The Coastal Ranger Company is responsible for providing intelligence to the rest of the Amphibious Regiment. The company is divided into two elements, the Assault/Commando element, and the frogmen reconnaissance element (attackdykarna). While both elements are experts in deep reconnaissance and direct action, the Commando element is more oriented on direct action than the Reconnaissance element, but the ability to conduct underwater insertions and the high stealth capability of the Reconnaissance element makes them the favourable choice for certain reconnaissance missions.
After the first two months of Coastal Ranger training, each individual belonging to the Commando and the Reconnaissance elements get specialized training depending on their assigned tasks in the teams. There are 4–8 members in every team and the different specializations are:
Team Leader: There is also a 2nd-in-command in the team, who assists the TL (Team Leader) and takes over if the commander is killed or injured.
Communications specialist: Responsible for the teams communications equipment and the communication with the higher command. He is also trained in encryption and laser guidance as he is the one that is in charge for guiding airstrikes and artillery to located enemy targets. The extra and heavy radio equipment requires the specialist to have excellent physical stamina, although, the load is normally rotated around the team.
Medic: Responsible for tending to wounds and injuries. He is a combatant and does not carry Red Cross-markings, and is excluded from the protection that article 9 in the First Geneva convention offers to the International Red Cross "or any other impartial humanitarian organization" to provide protection and relief of wounded and sick soldiers. The medic receives 520 hours of emergency medical training and spends three weeks at a civilian hospital emergency room.
Demolitions expert: There are two demolition experts in every team. They are proficient with the use of mines and explosives. The purpose of the demolition experts is to give the teams the ability to conduct ambushes using mines, and to perform sabotage with explosives. They are trained on every mine-system in the Swedish Armed Forces and how to employ them effectively. The demolitions experts also carry the team's main support weapon, the FN MINIMI.
Each company also has support assets, and these are:
Sniper/Spotter: The snipers work in pairs and are available as a company asset as a detachment to the Company HQ. Their job is to provide intelligence through reconnaissance, but can also eliminate high-value targets at long ranges.
Fire Support: Soldiers in the Fire Support Team are used to provide heavy-weapon and anti-armour support to the ranger teams when more firepower is needed, such as during deliberate attacks. The Fire Support Team can also be used as a quick reaction force to call in as aid if one of the ranger teams get pinned down in enemy contacts.

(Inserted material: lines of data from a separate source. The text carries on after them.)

use crate::data::TimeSeries;
use crate::ui::Preset;
use chrono::{Local, TimeZone};
use ratatui::{
    layout::Rect,
    style::{Color, Style},
    symbols::Marker,
    text::Span,
    widgets::{
        canvas::{Canvas, Context, Line as CanvasLine},
        Block, Borders,
    },
    Frame,
};

/// Virtual drawing surface; the canvas scales it onto whatever area it gets.
pub const SURFACE_WIDTH: f64 = 800.0;
pub const SURFACE_HEIGHT: f64 = 500.0;

pub const MARGIN: f64 = 50.0;
pub const GRID_DIVISIONS: usize = 10;
pub const LABEL_DIVISIONS: usize = 5;

/// Timestamps at or above this are treated as garbage.
pub const TIME_CEILING: i64 = 9_999_999_999;

pub const LOADING_MESSAGE: &str = "Loading chart data...";
pub const NO_DATA_MESSAGE: &str = "No chart data available";

pub const PALETTE: [Color; 8] = [
    Color::Rgb(0xCC, 0x00, 0x00),
    Color::Rgb(0x34, 0x65, 0xA4),
    Color::Rgb(0x73, 0xD2, 0x16),
    Color::Rgb(0xFC, 0xE9, 0x4F),
    Color::Rgb(0xAD, 0x7F, 0xA8),
    Color::Rgb(0xF5, 0x79, 0x00),
    Color::Rgb(0xC1, 0x7D, 0x11),
    Color::Rgb(0x55, 0x57, 0x53),
];

const GRID_COLOR: Color = Color::DarkGray;
const LABEL_COLOR: Color = Color::Gray;

#[derive(Debug, Clone, Copy, PartialEq, Eq)]
pub enum LoadState {
    /// No chart generation has completed yet.
    Loading,
    Complete,
}

/// Surface coordinates, origin top-left, y growing downwards.
#[derive(Debug, Clone, PartialEq)]
pub enum DrawCommand {
    Message(String),
    Gridline {
        from: (f64, f64),
        to: (f64, f64),
    },
    PriceLabel {
        at: (f64, f64),
        text: String,
    },
    TimeLabel {
        at: (f64, f64),
        text: String,
    },
    Series {
        symbol: String,
        color: Color,
        points: Vec<(f64, f64)>,
    },
    Legend {
        at: (f64, f64),
        color: Color,
        text: String,
    },
}

struct Bounds {
    min_price: f64,
    max_price: f64,
    min_time: i64,
    max_time: i64,
}

fn plausible_time(ts: i64) -> bool {
    ts > 0 && ts < TIME_CEILING
}

fn compute_bounds(series: &[&TimeSeries]) -> Option<Bounds> {
    let mut price: Option<(f64, f64)> = None;
    let mut time: Option<(i64, i64)> = None;

    for s in series {
        for price_now in (0..s.data_count()).filter_map(|j| s.price_at(j)) {
            if price_now > 0.0 {
                price = Some(match price {
                    Some((lo, hi)) => (lo.min(price_now), hi.max(price_now)),
                    None => (price_now, price_now),
                });
            }
        }

        let first = s.timestamps[0];
        let last = s.timestamps[s.data_count() - 1];
        if first > 0 && last > 0 && first < TIME_CEILING {
            time = Some(match time {
                Some((lo, hi)) => (lo.min(first), hi.max(last)),
                None => (first, last),
            });
        }
    }

    let (min_price, max_price) = price?;
    let (min_time, max_time) = time?;

    let span = max_price - min_price;
    // A flat range would collapse the y scale; pad around the level instead.
    let pad = if span > 0.0 { span * 0.05 } else { max_price * 0.05 };

    Some(Bounds {
        min_price: min_price - pad,
        max_price: max_price + pad,
        min_time,
        max_time,
    })
}

pub fn format_time_label(ts: i64, preset: Preset) -> String {
    match Local.timestamp_opt(ts, 0).single() {
        Some(dt) => dt.format(preset.time_label_format()).to_string(),
        None => String::new(),
    }
}

/// Lays out one chart frame for the given series collection.
///
/// Only valid series with at least one point take part. Each qualifying series
/// is spread over the full plot width by its own point count, while the time
/// labels come from the global first/last timestamps.
pub fn plot(
    collection: &[TimeSeries],
    preset: Preset,
    state: LoadState,
    width: f64,
    height: f64,
) -> Vec<DrawCommand> {
    let qualifying: Vec<&TimeSeries> = collection.iter().filter(|s| s.qualifies()).collect();

    if qualifying.is_empty() {
        let message = match state {
            LoadState::Loading => LOADING_MESSAGE,
            LoadState::Complete => NO_DATA_MESSAGE,
        };
        return vec![DrawCommand::Message(message.to_string())];
    }

    let Some(bounds) = compute_bounds(&qualifying) else {
        return vec![DrawCommand::Message(NO_DATA_MESSAGE.to_string())];
    };

    let inner_width = width - 2.0 * MARGIN;
    let inner_height = height - 2.0 * MARGIN;
    let price_span = bounds.max_price - bounds.min_price;
    let y_scale = inner_height / price_span;

    let mut commands = Vec::new();

    for i in 0..=GRID_DIVISIONS {
        let y = MARGIN + i as f64 * inner_height / GRID_DIVISIONS as f64;
        commands.push(DrawCommand::Gridline {
            from: (MARGIN, y),
            to: (width - MARGIN, y),
        });
    }
    for i in 0..=GRID_DIVISIONS {
        let x = MARGIN + i as f64 * inner_width / GRID_DIVISIONS as f64;
        commands.push(DrawCommand::Gridline {
            from: (x, MARGIN),
            to: (x, height - MARGIN),
        });
    }

    for i in 0..=LABEL_DIVISIONS {
        let price = bounds.max_price - i as f64 * price_span / LABEL_DIVISIONS as f64;
        let y = MARGIN + i as f64 * inner_height / LABEL_DIVISIONS as f64;
        commands.push(DrawCommand::PriceLabel {
            at: (5.0, y + 3.0),
            text: format!("{:.2}", price),
        });
    }

    // A garbled last epoch can be near i64::MAX; interpolate in i128.
    let time_span = bounds.max_time as i128 - bounds.min_time as i128;
    for i in 0..=LABEL_DIVISIONS {
        let ts = (bounds.min_time as i128 + i as i128 * time_span / LABEL_DIVISIONS as i128) as i64;
        let x = MARGIN + i as f64 * inner_width / LABEL_DIVISIONS as f64;
        commands.push(DrawCommand::TimeLabel {
            at: (x - 20.0, height - 20.0),
            text: format_time_label(ts, preset),
        });
    }

    let mut order: Vec<(&TimeSeries, f64)> =
        qualifying.iter().map(|s| (*s, s.last_price())).collect();
    order.sort_by(|a, b| b.1.total_cmp(&a.1));

    for (rank, (series, last_price)) in order.iter().enumerate() {
        let color = PALETTE[rank % PALETTE.len()];
        let count = series.data_count();
        let step = if count > 1 {
            inner_width / (count - 1) as f64
        } else {
            0.0
        };

        let points = (0..count)
            .filter_map(|j| {
                let price = series.price_at(j)?;
                (price > 0.0 && plausible_time(series.timestamps[j])).then(|| {
                    let x = MARGIN + j as f64 * step;
                    let y = MARGIN + (bounds.max_price - price) * y_scale;
                    (x, y)
                })
            })
            .collect();

        commands.push(DrawCommand::Series {
            symbol: series.symbol.clone(),
            color,
            points,
        });
        commands.push(DrawCommand::Legend {
            at: (width - 200.0, 30.0 + rank as f64 * 20.0),
            color,
            text: format!("{}: ${:.2}", series.symbol, last_price),
        });
    }

    commands
}

pub struct ChartView {
    pub commands: Vec<DrawCommand>,
}

impl ChartView {
    pub fn new(collection: &[TimeSeries], preset: Preset, state: LoadState) -> Self {
        Self {
            commands: plot(collection, preset, state, SURFACE_WIDTH, SURFACE_HEIGHT),
        }
    }

    pub fn render(&self, frame: &mut Frame, area: Rect, title: &str) {
        let canvas = Canvas::default()
            .block(
                Block::default()
                    .title(title)
                    .borders(Borders::ALL)
                    .border_style(Style::default().fg(Color::Cyan)),
            )
            .marker(Marker::Braille)
            .x_bounds([0.0, SURFACE_WIDTH])
            .y_bounds([0.0, SURFACE_HEIGHT])
            .paint(|ctx| self.paint(ctx));
        frame.render_widget(canvas, area);
    }

    fn paint(&self, ctx: &mut Context) {
        // Canvas y grows upwards.
        let flip = |y: f64| SURFACE_HEIGHT - y;

        for cmd in &self.commands {
            if let DrawCommand::Gridline { from, to } = cmd {
                ctx.draw(&CanvasLine {
                    x1: from.0,
                    y1: flip(from.1),
                    x2: to.0,
                    y2: flip(to.1),
                    color: GRID_COLOR,
                });
            }
        }
        ctx.layer();

        for cmd in &self.commands {
            match cmd {
                DrawCommand::Series { color, points, .. } => {
                    for pair in points.windows(2) {
                        ctx.draw(&CanvasLine {
                            x1: pair[0].0,
                            y1: flip(pair[0].1),
                            x2: pair[1].0,
                            y2: flip(pair[1].1),
                            color: *color,
                        });
                    }
                }
                DrawCommand::Message(text) => {
                    ctx.print(
                        SURFACE_WIDTH / 2.0 - 50.0,
                        flip(SURFACE_HEIGHT / 2.0),
                        Span::styled(text.clone(), Style::default().fg(Color::White)),
                    );
                }
                DrawCommand::PriceLabel { at, text } | DrawCommand::TimeLabel { at, text } => {
                    ctx.print(
                        at.0,
                        flip(at.1),
                        Span::styled(text.clone(), Style::default().fg(LABEL_COLOR)),
                    );
                }
                DrawCommand::Legend { at, color, text } => {
                    ctx.print(
                        at.0,
                        flip(at.1),
                        Span::styled(text.clone(), Style::default().fg(*color)),
                    );
                }
                DrawCommand::Gridline { .. } => {}
            }
        }
    }
}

Selection and trainingEdit
To be accepted to the very demanding basic Coastal Ranger course (roughly 12 months long), the candidate must already be serving member of the Armed Forces for at least one year, or have completed conscription. Applicants from all branches are accepted and the course is open to both sexes and women must meet the same standards as the men but so far, no women have been accepted into the unit.
The applicant must pass the Coastal Ranger selection course which lasts for approx. three days where the candidates are tested on their fitness, endurance and dedication. They are also put through deep interviews with psychologists and unit officers. If the candidate is deemed fit for service with the unit then he may attend the Coastal Ranger basic course and then move on to specialize to a specific role within a patrol. During the course, the candidate will be put through an exercise called Övning Neptun (Eng. Exercise Neptune) which culminates in being awarded with the golden trident of Neptune, the unit insignia. Not until the candidate receives it can he call himself a Coastal Ranger. But before the candidate can attempt Exercise Neptune he must pass the following tests:
- Speed march: A 6.5-kilometer (4.0 mi) run with full webbing, assault pack, weapon, uniform and combat boots (20 kg) in formation and a correct pace within 40 minutes. The platoon runs together and if any candidate fails a speed march test then all recruits automatically fail that test. Even after all recruits have passed the test will it be used frequently as a way to keep the recruits in perfect physical condition.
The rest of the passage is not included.